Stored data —
--------

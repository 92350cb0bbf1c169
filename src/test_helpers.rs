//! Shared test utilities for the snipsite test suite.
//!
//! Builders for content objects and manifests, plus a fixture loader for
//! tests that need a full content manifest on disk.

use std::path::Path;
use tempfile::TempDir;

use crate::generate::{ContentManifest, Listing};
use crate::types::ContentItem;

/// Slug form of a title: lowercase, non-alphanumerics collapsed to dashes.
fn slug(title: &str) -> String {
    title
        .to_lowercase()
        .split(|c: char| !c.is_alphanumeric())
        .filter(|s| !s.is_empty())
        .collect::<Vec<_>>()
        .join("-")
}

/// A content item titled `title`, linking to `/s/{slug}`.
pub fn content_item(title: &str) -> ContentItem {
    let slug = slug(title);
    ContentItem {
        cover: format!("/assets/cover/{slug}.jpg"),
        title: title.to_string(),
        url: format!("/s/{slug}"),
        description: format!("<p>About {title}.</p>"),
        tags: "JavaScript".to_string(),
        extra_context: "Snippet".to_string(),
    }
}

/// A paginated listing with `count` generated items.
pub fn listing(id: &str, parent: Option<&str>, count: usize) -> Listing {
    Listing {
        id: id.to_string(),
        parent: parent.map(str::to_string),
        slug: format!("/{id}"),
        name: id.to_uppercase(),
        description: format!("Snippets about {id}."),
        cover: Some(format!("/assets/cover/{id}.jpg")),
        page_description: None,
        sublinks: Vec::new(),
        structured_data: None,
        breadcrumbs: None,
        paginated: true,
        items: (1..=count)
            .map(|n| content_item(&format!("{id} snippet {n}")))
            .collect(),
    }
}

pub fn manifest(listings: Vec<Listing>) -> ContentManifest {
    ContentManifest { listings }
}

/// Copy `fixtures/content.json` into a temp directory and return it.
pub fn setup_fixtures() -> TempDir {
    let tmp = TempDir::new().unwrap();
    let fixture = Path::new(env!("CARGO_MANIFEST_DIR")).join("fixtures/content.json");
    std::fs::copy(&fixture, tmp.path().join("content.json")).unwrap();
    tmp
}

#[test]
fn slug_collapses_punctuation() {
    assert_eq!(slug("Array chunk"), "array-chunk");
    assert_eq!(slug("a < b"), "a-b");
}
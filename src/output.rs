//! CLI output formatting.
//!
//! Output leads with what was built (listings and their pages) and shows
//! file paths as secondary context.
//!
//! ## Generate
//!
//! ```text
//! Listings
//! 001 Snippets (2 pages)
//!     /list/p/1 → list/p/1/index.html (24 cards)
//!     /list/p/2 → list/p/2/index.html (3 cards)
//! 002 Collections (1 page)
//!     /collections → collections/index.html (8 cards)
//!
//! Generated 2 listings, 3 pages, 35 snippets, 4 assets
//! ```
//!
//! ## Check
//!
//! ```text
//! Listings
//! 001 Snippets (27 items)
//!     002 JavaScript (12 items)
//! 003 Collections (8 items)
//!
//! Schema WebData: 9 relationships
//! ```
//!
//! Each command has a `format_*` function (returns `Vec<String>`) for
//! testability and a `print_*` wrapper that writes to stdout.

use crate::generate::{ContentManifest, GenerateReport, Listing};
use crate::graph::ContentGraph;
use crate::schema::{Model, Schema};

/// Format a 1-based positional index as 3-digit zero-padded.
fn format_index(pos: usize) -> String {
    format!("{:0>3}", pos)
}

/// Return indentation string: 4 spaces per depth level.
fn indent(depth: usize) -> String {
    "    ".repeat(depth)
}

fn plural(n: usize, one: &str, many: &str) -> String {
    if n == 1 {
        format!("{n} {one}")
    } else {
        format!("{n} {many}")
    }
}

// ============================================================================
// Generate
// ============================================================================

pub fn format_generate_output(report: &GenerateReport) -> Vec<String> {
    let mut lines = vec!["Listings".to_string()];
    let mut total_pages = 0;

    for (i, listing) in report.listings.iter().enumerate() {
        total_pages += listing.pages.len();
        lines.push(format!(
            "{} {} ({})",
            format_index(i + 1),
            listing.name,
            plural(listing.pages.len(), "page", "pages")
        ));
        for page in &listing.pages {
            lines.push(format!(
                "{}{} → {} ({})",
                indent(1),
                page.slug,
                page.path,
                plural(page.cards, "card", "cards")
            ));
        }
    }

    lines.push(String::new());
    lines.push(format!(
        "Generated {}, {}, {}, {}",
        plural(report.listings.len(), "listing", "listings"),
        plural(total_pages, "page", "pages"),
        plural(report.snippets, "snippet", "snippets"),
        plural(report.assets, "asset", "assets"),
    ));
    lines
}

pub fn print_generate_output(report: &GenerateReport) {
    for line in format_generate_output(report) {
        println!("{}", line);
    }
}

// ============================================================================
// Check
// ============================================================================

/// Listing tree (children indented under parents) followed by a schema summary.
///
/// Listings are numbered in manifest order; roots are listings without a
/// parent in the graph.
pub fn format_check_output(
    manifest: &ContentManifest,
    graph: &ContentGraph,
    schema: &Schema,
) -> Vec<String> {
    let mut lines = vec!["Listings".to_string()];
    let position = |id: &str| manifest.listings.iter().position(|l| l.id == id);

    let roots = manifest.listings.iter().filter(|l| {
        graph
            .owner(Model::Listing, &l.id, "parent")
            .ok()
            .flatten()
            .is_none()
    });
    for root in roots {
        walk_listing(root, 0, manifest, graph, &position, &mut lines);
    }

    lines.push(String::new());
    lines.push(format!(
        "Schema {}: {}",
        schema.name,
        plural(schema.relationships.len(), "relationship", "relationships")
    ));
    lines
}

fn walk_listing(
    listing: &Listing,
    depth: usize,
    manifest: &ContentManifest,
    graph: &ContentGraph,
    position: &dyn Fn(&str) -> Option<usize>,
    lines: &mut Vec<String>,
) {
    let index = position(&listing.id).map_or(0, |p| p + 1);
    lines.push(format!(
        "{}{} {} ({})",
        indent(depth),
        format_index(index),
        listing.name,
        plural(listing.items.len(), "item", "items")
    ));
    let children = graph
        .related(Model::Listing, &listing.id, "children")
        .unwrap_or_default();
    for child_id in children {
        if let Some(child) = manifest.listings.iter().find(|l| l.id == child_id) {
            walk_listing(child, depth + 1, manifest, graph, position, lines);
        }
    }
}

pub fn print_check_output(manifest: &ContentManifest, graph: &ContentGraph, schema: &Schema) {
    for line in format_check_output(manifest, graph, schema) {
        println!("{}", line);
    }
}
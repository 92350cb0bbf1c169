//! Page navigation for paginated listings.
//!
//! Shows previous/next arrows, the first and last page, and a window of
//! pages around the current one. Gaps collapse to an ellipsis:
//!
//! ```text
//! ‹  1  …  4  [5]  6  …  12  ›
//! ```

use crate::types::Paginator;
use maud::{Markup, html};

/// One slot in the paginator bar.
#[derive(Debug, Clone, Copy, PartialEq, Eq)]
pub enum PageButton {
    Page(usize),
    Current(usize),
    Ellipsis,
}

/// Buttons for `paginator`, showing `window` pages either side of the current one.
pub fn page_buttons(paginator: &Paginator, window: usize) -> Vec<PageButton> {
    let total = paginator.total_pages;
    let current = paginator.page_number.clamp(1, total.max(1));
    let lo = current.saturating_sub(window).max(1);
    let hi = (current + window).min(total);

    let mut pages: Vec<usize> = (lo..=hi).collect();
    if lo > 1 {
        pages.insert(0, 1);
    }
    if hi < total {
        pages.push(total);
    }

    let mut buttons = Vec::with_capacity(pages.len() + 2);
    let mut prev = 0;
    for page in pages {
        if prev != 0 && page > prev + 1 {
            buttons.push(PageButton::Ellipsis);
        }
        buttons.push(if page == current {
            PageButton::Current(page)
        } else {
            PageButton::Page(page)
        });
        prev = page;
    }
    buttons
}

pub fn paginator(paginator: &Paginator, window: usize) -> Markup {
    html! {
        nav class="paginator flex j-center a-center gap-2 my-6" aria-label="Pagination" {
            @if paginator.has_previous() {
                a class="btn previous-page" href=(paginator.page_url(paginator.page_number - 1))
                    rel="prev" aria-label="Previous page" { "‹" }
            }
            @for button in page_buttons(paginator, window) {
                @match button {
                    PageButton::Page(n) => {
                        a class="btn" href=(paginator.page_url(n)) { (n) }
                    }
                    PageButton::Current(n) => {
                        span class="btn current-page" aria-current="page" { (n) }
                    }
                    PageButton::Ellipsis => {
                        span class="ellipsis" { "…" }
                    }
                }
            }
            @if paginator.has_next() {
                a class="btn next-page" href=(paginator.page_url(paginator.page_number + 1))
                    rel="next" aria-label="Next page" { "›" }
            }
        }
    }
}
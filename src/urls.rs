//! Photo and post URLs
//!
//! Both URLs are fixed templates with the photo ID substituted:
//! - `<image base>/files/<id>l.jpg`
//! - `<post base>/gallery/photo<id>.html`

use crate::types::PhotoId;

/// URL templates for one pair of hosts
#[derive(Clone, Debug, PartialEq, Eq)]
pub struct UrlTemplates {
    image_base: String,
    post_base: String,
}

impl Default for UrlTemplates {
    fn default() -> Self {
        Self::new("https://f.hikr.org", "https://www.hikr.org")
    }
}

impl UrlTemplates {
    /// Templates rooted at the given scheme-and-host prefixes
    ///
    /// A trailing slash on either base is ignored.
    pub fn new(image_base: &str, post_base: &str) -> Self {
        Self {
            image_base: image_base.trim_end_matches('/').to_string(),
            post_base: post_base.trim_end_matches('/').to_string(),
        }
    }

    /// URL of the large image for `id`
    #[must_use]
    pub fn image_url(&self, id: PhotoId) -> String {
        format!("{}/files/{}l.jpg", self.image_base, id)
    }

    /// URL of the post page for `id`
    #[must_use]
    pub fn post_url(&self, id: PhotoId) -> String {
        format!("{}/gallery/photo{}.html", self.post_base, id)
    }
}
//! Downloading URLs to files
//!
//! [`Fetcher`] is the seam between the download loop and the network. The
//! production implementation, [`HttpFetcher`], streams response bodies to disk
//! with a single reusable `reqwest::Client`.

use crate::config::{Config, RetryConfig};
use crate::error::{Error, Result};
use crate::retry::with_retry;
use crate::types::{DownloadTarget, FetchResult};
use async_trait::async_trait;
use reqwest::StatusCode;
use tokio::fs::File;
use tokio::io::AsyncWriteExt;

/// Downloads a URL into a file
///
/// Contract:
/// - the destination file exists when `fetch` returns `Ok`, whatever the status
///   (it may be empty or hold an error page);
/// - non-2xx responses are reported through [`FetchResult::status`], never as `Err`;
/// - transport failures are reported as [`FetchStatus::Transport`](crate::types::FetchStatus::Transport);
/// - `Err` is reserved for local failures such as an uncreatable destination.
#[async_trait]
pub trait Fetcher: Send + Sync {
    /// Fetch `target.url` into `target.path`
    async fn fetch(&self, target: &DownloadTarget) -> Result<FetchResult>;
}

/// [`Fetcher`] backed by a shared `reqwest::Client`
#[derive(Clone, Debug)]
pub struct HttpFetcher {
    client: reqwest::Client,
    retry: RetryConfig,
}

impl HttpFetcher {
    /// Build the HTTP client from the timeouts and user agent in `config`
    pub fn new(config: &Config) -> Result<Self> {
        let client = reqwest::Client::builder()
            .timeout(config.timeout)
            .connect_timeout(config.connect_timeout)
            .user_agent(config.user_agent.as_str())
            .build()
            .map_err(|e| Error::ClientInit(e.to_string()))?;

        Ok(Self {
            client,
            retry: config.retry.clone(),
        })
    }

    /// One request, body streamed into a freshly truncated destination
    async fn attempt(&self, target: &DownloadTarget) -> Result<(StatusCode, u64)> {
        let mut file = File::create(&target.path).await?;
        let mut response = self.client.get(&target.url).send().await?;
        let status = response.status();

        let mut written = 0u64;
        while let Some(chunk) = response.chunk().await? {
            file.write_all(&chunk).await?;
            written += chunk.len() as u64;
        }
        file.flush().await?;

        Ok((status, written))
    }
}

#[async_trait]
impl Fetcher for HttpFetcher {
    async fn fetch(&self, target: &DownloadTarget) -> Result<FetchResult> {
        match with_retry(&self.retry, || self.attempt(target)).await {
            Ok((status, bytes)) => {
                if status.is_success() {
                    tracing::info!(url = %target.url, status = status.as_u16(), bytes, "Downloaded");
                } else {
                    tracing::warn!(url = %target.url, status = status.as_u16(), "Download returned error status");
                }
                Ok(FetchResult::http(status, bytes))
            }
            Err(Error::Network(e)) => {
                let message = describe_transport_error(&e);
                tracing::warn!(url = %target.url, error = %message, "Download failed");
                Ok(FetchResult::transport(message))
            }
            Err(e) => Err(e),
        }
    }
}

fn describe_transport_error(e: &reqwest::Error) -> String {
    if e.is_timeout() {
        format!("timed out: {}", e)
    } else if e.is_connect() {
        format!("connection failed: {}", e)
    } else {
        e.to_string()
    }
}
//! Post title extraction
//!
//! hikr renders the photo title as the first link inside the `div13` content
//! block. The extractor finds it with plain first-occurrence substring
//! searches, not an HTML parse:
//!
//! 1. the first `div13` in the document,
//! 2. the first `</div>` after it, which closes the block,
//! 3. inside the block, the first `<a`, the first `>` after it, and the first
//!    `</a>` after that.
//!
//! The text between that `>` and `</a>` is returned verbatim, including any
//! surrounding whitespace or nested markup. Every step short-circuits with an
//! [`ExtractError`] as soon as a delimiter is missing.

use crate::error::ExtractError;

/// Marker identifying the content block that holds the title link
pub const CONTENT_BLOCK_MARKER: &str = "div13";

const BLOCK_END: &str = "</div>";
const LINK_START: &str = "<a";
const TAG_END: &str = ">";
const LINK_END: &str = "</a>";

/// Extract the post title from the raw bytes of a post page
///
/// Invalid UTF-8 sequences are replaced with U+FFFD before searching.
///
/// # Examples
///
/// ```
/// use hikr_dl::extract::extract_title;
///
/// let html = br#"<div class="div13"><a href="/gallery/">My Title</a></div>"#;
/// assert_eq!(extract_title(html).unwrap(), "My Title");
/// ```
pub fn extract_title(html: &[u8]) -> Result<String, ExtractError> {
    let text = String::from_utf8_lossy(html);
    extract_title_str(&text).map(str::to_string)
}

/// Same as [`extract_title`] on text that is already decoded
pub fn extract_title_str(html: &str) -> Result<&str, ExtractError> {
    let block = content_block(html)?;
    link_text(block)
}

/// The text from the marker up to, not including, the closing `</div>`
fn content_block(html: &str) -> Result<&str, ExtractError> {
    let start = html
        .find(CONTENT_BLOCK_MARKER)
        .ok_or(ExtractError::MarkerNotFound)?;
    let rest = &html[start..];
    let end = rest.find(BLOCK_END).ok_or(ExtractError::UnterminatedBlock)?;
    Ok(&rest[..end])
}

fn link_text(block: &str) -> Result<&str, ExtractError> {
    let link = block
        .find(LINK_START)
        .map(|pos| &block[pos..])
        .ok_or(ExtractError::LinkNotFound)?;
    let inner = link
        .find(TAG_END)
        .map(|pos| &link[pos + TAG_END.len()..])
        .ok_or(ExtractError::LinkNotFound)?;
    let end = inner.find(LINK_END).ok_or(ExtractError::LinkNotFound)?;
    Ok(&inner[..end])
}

--------

Exercise prompt —
From the data, list each line in which the string "usize" appears.

Answer for this exercise —
pub fn listing(id: &str, parent: Option<&str>, count: usize) -> Listing {
fn format_index(pos: usize) -> String {
fn indent(depth: usize) -> String {
fn plural(n: usize, one: &str, many: &str) -> String {
    depth: usize,
    position: &dyn Fn(&str) -> Option<usize>,
    Page(usize),
    Current(usize),
pub fn page_buttons(paginator: &Paginator, window: usize) -> Vec<PageButton> {
    let mut pages: Vec<usize> = (lo..=hi).collect();
pub fn paginator(paginator: &Paginator, window: usize) -> Markup {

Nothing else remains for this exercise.